Last week, a new political party, Forwardwas launched by a bipartisan group of founders, including former Democratic presidential candidate Andrew Yang and former Republican New Jersey Governor Christine Todd Whitman. The latest Economist/YouGov poll reveals that Americans generally have a positive view of the value that a third major party would add to the American political system. Nearly half of Americans say they would vote for a third party or independent candidate, although only about a third say they have done so in the past.
When asked what they think of a third political party in the United States, more Americans say a third party is necessary (39%) than say that the Democratic and Republican parties are sufficient to represent the Americans (30%). The rest (31%) are not sure.
Do views on the need for a third party differ between Democrats and Republicans? To test this, we examine how third party interest varies among strong supporters (people who identify strongly with the Democratic or Republican party) as well as supporters (people who do not identify with the Democratic or Republican party, but lean towards him). to party). Across this spectrum, from strong Democrats to strong Republicans, we find that Democrats are more likely to say a third party is needed (62% say it is), while people who identify as strong Republicans are the least likely to see one as necessary (26% do).
Is third-party support driven more by social or economic views? In addition to examining how opinions vary by party affiliation, we also examine the impact of social and economic ideology, that is, a person’s position on social and economic issues. The poll found that belief in the need for a third party is positively related to having liberal views on social issues: people who describe themselves as socially “very liberal” are more likely to support the formation of a third (61%), while those who say they are “very conservative” are the least likely to support it (31%).
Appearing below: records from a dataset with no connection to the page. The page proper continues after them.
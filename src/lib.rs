//! # scribe
//!
//! A token-writer pipeline for rendering syntax trees to source text.
//!
//! An external tree walker drives the [`TokenWriter`](scribe::writer::TokenWriter)
//! contract in depth-first order; a chain of decorators augments the token
//! stream (required spacing, out-of-tree trivia, output-location capture) and
//! a terminal text writer accumulates the characters. See the
//! [pipeline module](scribe::pipeline) for the supported compositions.

pub mod scribe;
//! The location-recording decorator: captures per-node output spans
//!
//! Wraps an inner writer and uses its `location()` as the coordinate
//! source. Entering a node records the current coordinate as the node's
//! start; leaving it records the end. Spans land in a side table keyed by
//! node id — the tree is immutable during traversal, so nodes are never
//! annotated in place. An inner writer that cannot report coordinates
//! records unknown endpoints instead of failing; compositions that need
//! guaranteed coordinates wrap the text writer directly.

use std::cell::RefCell;
use std::collections::HashMap;
use std::rc::Rc;

use serde::Serialize;

use crate::scribe::ast::{AstNode, NodeId};
use crate::scribe::location::{TextLocation, TextSpan};
use crate::scribe::token::{PrimitiveValue, SlotTag, TokenKind};
use crate::scribe::trivia::{CommentKind, CommentRef, DirectiveKind};
use crate::scribe::writer::TokenWriter;

/// Output coordinates recorded for one node; endpoints are `None` when
/// the coordinate source could not report a location
#[derive(Debug, Clone, Copy, PartialEq, Eq, Serialize)]
pub struct NodeSpan {
    pub start: Option<TextLocation>,
    pub end: Option<TextLocation>,
}

impl NodeSpan {
    /// The span as a [`TextSpan`], if both endpoints are known
    pub fn text_span(&self) -> Option<TextSpan> {
        match (self.start, self.end) {
            (Some(start), Some(end)) => Some(TextSpan::new(start, end)),
            _ => None,
        }
    }
}

/// A cheaply cloneable handle to the per-node span side table of one pass
#[derive(Debug, Clone, Default)]
pub struct SpanTable {
    spans: Rc<RefCell<HashMap<NodeId, NodeSpan>>>,
}

impl SpanTable {
    pub fn new() -> Self {
        Self::default()
    }

    pub fn get(&self, id: NodeId) -> Option<NodeSpan> {
        self.spans.borrow().get(&id).copied()
    }

    pub fn len(&self) -> usize {
        self.spans.borrow().len()
    }

    pub fn is_empty(&self) -> bool {
        self.spans.borrow().is_empty()
    }

    /// All recorded spans, sorted by node id
    pub fn entries(&self) -> Vec<(NodeId, NodeSpan)> {
        let mut entries: Vec<_> = self
            .spans
            .borrow()
            .iter()
            .map(|(id, span)| (*id, *span))
            .collect();
        entries.sort_by_key(|(id, _)| *id);
        entries
    }

    fn record(&self, id: NodeId, span: NodeSpan) {
        self.spans.borrow_mut().insert(id, span);
    }
}

/// A [`TokenWriter`] that records each node's output span as it is walked
pub struct LocatingWriter<W: TokenWriter> {
    inner: W,
    spans: SpanTable,
    open: Vec<(NodeId, Option<TextLocation>)>,
}

impl<W: TokenWriter> LocatingWriter<W> {
    /// Wrap `inner` with a fresh span table
    pub fn new(inner: W) -> Self {
        Self::with_table(inner, SpanTable::new())
    }

    pub fn with_table(inner: W, spans: SpanTable) -> Self {
        Self {
            inner,
            spans,
            open: Vec::new(),
        }
    }

    /// A handle to the span table this writer records into
    pub fn spans(&self) -> SpanTable {
        self.spans.clone()
    }

    pub fn into_inner(self) -> W {
        self.inner
    }
}

impl<W: TokenWriter> TokenWriter for LocatingWriter<W> {
    fn start_node(&mut self, node: &dyn AstNode) {
        self.open.push((node.id(), self.inner.location()));
        self.inner.start_node(node);
    }

    fn end_node(&mut self, node: &dyn AstNode) {
        let (id, start) = self
            .open
            .pop()
            .expect("end_node without a matching start_node");
        assert_eq!(
            id,
            node.id(),
            "end_node for {} while {} is still open",
            node.id(),
            id
        );
        self.spans.record(
            id,
            NodeSpan {
                start,
                end: self.inner.location(),
            },
        );
        self.inner.end_node(node);
    }

    fn write_identifier(&mut self, name: &str, kind: TokenKind) {
        self.inner.write_identifier(name, kind);
    }

    fn write_keyword(&mut self, slot: SlotTag<'_>, keyword: &str) {
        self.inner.write_keyword(slot, keyword);
    }

    fn write_token(&mut self, slot: SlotTag<'_>, token: &str, kind: TokenKind) {
        self.inner.write_token(slot, token, kind);
    }

    fn write_primitive_value(
        &mut self,
        value: &PrimitiveValue,
        kind: Option<TokenKind>,
        literal: Option<&str>,
    ) {
        self.inner.write_primitive_value(value, kind, literal);
    }

    fn write_primitive_type(&mut self, name: &str) {
        self.inner.write_primitive_type(name);
    }

    fn space(&mut self) {
        self.inner.space();
    }

    fn indent(&mut self) {
        self.inner.indent();
    }

    fn unindent(&mut self) {
        self.inner.unindent();
    }

    fn new_line(&mut self) {
        self.inner.new_line();
    }

    fn write_comment(&mut self, kind: CommentKind, content: &str, refs: &[CommentRef]) {
        self.inner.write_comment(kind, content, refs);
    }

    fn write_directive(&mut self, kind: DirectiveKind, argument: &str) {
        self.inner.write_directive(kind, argument);
    }

    fn debug_start(&mut self, node: &dyn AstNode, start: Option<TextLocation>) {
        self.inner.debug_start(node, start);
    }

    fn debug_hidden(&mut self, node: Option<&dyn AstNode>) {
        self.inner.debug_hidden(node);
    }

    fn debug_expression(&mut self, node: &dyn AstNode) {
        self.inner.debug_expression(node);
    }

    fn debug_end(&mut self, node: &dyn AstNode, end: Option<TextLocation>) {
        self.inner.debug_end(node, end);
    }

    fn location(&self) -> Option<TextLocation> {
        self.inner.location()
    }
}
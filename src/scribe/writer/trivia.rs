//! The trivia decorator: re-inserts comments and directives
//!
//! Trivia live on tree nodes, not in the primary token stream. As the
//! walk enters a node this decorator flushes the node's leading trivia
//! (before forwarding `start_node`, so recorded locations start at the
//! node's own first token); as the walk leaves it flushes the trailing
//! trivia. Whether a trivium has already been flushed is tracked in a
//! registry scoped to the rendering pass and shared by construction, so
//! nested or repeated trivia layers in one composition never duplicate
//! output.

use std::cell::RefCell;
use std::collections::HashSet;
use std::rc::Rc;

use crate::scribe::ast::AstNode;
use crate::scribe::location::TextLocation;
use crate::scribe::token::{PrimitiveValue, SlotTag, TokenKind};
use crate::scribe::trivia::{Anchor, CommentKind, CommentRef, DirectiveKind, TriviaId, TriviaPayload};
use crate::scribe::writer::TokenWriter;

/// Records which trivia a rendering pass has already emitted
pub type FlushRegistry = Rc<RefCell<HashSet<TriviaId>>>;

/// A [`TokenWriter`] that emits node-anchored trivia at their anchors
pub struct TriviaWriter<W: TokenWriter> {
    inner: W,
    flushed: FlushRegistry,
}

impl<W: TokenWriter> TriviaWriter<W> {
    /// Wrap `inner` with a fresh flush registry (one rendering pass)
    pub fn new(inner: W) -> Self {
        Self::with_registry(inner, FlushRegistry::default())
    }

    /// Wrap `inner` sharing `registry` with other trivia layers of the
    /// same pass
    pub fn with_registry(inner: W, registry: FlushRegistry) -> Self {
        Self {
            inner,
            flushed: registry,
        }
    }

    /// The registry of this pass, for sharing with another layer
    pub fn registry(&self) -> FlushRegistry {
        Rc::clone(&self.flushed)
    }

    pub fn into_inner(self) -> W {
        self.inner
    }

    /// Emit the node's not-yet-flushed trivia at `anchor`, in list order
    fn flush(&mut self, node: &dyn AstNode, anchor: Anchor) {
        for trivium in node.trivia() {
            if trivium.anchor != anchor {
                continue;
            }
            if !self.flushed.borrow_mut().insert(trivium.id) {
                continue;
            }
            match &trivium.payload {
                TriviaPayload::Comment(comment) => {
                    self.inner
                        .write_comment(comment.kind, &comment.content, &comment.refs);
                    self.inner.new_line();
                }
                TriviaPayload::Directive(directive) => {
                    self.inner.write_directive(directive.kind, &directive.argument);
                    self.inner.new_line();
                }
            }
        }
    }
}

impl<W: TokenWriter> TokenWriter for TriviaWriter<W> {
    fn start_node(&mut self, node: &dyn AstNode) {
        self.flush(node, Anchor::Leading);
        self.inner.start_node(node);
    }

    fn end_node(&mut self, node: &dyn AstNode) {
        self.flush(node, Anchor::Trailing);
        self.inner.end_node(node);
    }

    fn write_identifier(&mut self, name: &str, kind: TokenKind) {
        self.inner.write_identifier(name, kind);
    }

    fn write_keyword(&mut self, slot: SlotTag<'_>, keyword: &str) {
        self.inner.write_keyword(slot, keyword);
    }

    fn write_token(&mut self, slot: SlotTag<'_>, token: &str, kind: TokenKind) {
        self.inner.write_token(slot, token, kind);
    }

    fn write_primitive_value(
        &mut self,
        value: &PrimitiveValue,
        kind: Option<TokenKind>,
        literal: Option<&str>,
    ) {
        self.inner.write_primitive_value(value, kind, literal);
    }

    fn write_primitive_type(&mut self, name: &str) {
        self.inner.write_primitive_type(name);
    }

    fn space(&mut self) {
        self.inner.space();
    }

    fn indent(&mut self) {
        self.inner.indent();
    }

    fn unindent(&mut self) {
        self.inner.unindent();
    }

    fn new_line(&mut self) {
        self.inner.new_line();
    }

    fn write_comment(&mut self, kind: CommentKind, content: &str, refs: &[CommentRef]) {
        self.inner.write_comment(kind, content, refs);
    }

    fn write_directive(&mut self, kind: DirectiveKind, argument: &str) {
        self.inner.write_directive(kind, argument);
    }

    fn debug_start(&mut self, node: &dyn AstNode, start: Option<TextLocation>) {
        self.inner.debug_start(node, start);
    }

    fn debug_hidden(&mut self, node: Option<&dyn AstNode>) {
        self.inner.debug_hidden(node);
    }

    fn debug_expression(&mut self, node: &dyn AstNode) {
        self.inner.debug_expression(node);
    }

    fn debug_end(&mut self, node: &dyn AstNode, end: Option<TextLocation>) {
        self.inner.debug_end(node, end);
    }

    fn location(&self) -> Option<TextLocation> {
        self.inner.location()
    }
}

#[cfg(test)]
mod tests {
    use super::*;
    use crate::scribe::testing::TestNode;
    use crate::scribe::trivia::{Comment, Directive};
    use crate::scribe::writer::TextTokenWriter;

    #[test]
    fn test_leading_comment_then_newline_then_token() {
        let node = TestNode::new(1, "Stmt")
            .leading_comment(Comment::line(" note"))
            .keyword("return");

        let mut w = TriviaWriter::new(TextTokenWriter::new());
        node.walk(&mut w);

        assert_eq!(w.into_inner().into_string(), "// note\nreturn");
    }

    #[test]
    fn test_trailing_directive_after_tokens() {
        let node = TestNode::new(1, "Block")
            .leading_directive(Directive::new(DirectiveKind::Region, "body"))
            .keyword("begin")
            .newline()
            .trailing_directive(Directive::new(DirectiveKind::EndRegion, ""));

        let mut w = TriviaWriter::new(TextTokenWriter::new());
        node.walk(&mut w);

        assert_eq!(
            w.into_inner().into_string(),
            "#region body\nbegin\n#endregion\n"
        );
    }

    #[test]
    fn test_same_anchor_preserves_list_order() {
        let node = TestNode::new(1, "Stmt")
            .leading_comment(Comment::line(" first"))
            .leading_comment(Comment::line(" second"))
            .identifier("x");

        let mut w = TriviaWriter::new(TextTokenWriter::new());
        node.walk(&mut w);

        assert_eq!(w.into_inner().into_string(), "// first\n// second\nx");
    }

    #[test]
    fn test_nested_trivia_layers_do_not_duplicate() {
        let node = TestNode::new(1, "Stmt")
            .leading_comment(Comment::line(" once"))
            .identifier("x");

        // Two trivia layers sharing one registry: still exactly one copy
        let inner = TriviaWriter::new(TextTokenWriter::new());
        let registry = inner.registry();
        let mut outer = TriviaWriter::with_registry(inner, registry);
        node.walk(&mut outer);

        assert_eq!(
            outer.into_inner().into_inner().into_string(),
            "// once\nx"
        );
    }
}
Views on economic issues are less closely tied to third-party interests, although those who self-identify as “very conservative” stand out as being more likely than other groups on the economic ideology spectrum to say that the system current bipartisan is good enough to represent Americans (45% say so)
How many Americans voted for a third-party or independent candidate, and how many would be willing to do so? In our latest poll, 31% of Americans say they have voted for a third-party or independent candidate, including 35% of registered voters. Independents – who we define as Americans who don’t identify with either of the two major parties – are more likely to say they voted for a third-party candidate, with 39% saying they did. ‘did. Although slightly less likely to say a third party is needed, Republicans are slightly more likely than Democrats to say they voted for a third party candidate.
Almost half of Americans (46%) say would have consider voting for a third-party candidate, when only 22% say they would not; 32% say they are unsure. More than half of independents (57%) say they would vote for a third. Smaller proportions of Democrats (41%) and Republicans (40%) say they would consider voting for a third.
Americans are slightly more likely to have a favorable (31%) than unfavorable (26%) view of Forward Party founder Andrew Yang. His net favorability score (percent favorable minus percentage unfavorable) is higher among Democrats (+25) than among Independents (-3) or Republicans (-16). Nearly half of Independents (49%) and Republicans (46%) say they have no opinion on the Yang.
— Kathy Frankovic, Carl Bialik and Linley Sanders contributed to this article.